The High Altitude Water Cherenkov (HAWC) gamma-ray observatory is a wide field-of-view observatory sensitive to 500 GeV – 100 TeV gamma rays and cosmic rays. With its observations over 2/3 of the sky every day, the HAWC observatory is sensitive to a wide variety of astrophysical sources, including possible gamma rays from dark matter. Dark matter annihilation and decay in the Milky Way Galaxy should produce gamma-ray signals across many degrees on the sky. The HAWC instantaneous field-of-view of 2 sr enables observations of extended regions on the sky, such as those from dark matter in the Galactic halo. Here we show limits on the dark matter annihilation cross-section and decay lifetime from HAWC observations of the Galactic halo with 15 months of data. These are some of the most robust limits on TeV and PeV dark matter, largely insensitive to the dark matter morphology.
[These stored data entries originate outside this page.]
fn draw(inner: &Inner) {
    let demo = inner.demo.borrow();
    let params = demo.build_params(&inner.store.borrow());

    let Some(ctx) = inner.ctx.as_ref() else {
        let status = RenderStatus::Failed(RenderError::NoContext.to_string());
        canvas::show_status(inner.status_line.as_ref(), &status.to_string());
        return;
    };

    let mut bridge = inner.bridge.borrow_mut();
    let start = js_sys::Date::now();
    let result = bridge.render(
        &mut *inner.engine.borrow_mut(),
        demo.name,
        demo.width,
        demo.height,
        &params,
    );
    let millis = js_sys::Date::now() - start;
    let status = RenderStatus::from_result(&result, millis);

    if let Ok(mut frame) = result {
        canvas::orient(&mut frame, bridge.y_axis());
        let changed = bridge.size_changed(demo.width, demo.height);
        canvas::ensure_size(&inner.canvas, demo.width, demo.height, changed);
        if canvas::paint_frame(ctx, &frame).is_ok() {
            let store = inner.store.borrow();
            let mut cmds = Vec::new();
            for (_, ctrl) in demo.registry.iter() {
                cmds.extend(chrome(ctrl, &store));
            }
            canvas::replay(ctx, &cmds);
        }
    }
    canvas::show_status(inner.status_line.as_ref(), &status.to_string());
}
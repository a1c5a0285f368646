//! Flat parameter vector assembly.
//!
//! The rendering engine takes its input as an ordered sequence of numbers.
//! Demos rebuild the vector from scratch on every redraw from the current
//! store and gesture state; it has no identity beyond its current value and
//! is never diffed.

use crate::coords::Point;

/// Builder for one render call's parameter vector.
#[derive(Debug, Clone, Default)]
pub struct ParamVec {
    values: Vec<f64>,
}

impl ParamVec {
    pub fn new() -> Self {
        Self::default()
    }

    pub fn push(mut self, v: f64) -> Self {
        self.values.push(v);
        self
    }

    /// Booleans travel as 0.0 / 1.0.
    pub fn push_flag(mut self, v: bool) -> Self {
        self.values.push(if v { 1.0 } else { 0.0 });
        self
    }

    /// Choice indices travel as their numeric value.
    pub fn push_choice(mut self, v: usize) -> Self {
        self.values.push(v as f64);
        self
    }

    /// Append x,y pairs for a vertex list.
    pub fn extend_points(mut self, points: &[Point]) -> Self {
        for p in points {
            self.values.push(p.x);
            self.values.push(p.y);
        }
        self
    }

    pub fn build(self) -> Vec<f64> {
        self.values
    }
}

// ============================================================================
// Tests
// ============================================================================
These limits begin to constrain models in which PeV IceCube neutrinos are explained by dark matter which primarily decays into hadrons.

Highlights

  • The High Altitude Water Cherenkov (HAWC) gamma-ray observatory is a wide field-of-view observatory sensitive to 500 GeV – 100 TeV gamma rays and cosmic rays

  • A number of models have been developed which explain the high-energy neutrino flux with DM [7, 22,23,24,25,26,27,28,29,30,31,32,33,34,35,36,37,38,39,40,41,42,43]. These models seek to explain the highest energy neutrinos observed by IceCube—the so-called High Energy Starting Events (HESE)— some deal with a putative excess in the lower energy Medium Energy Starting Events (MESE) [44], which has been discussed in the context of DM [45] and astrophysics [46, 47]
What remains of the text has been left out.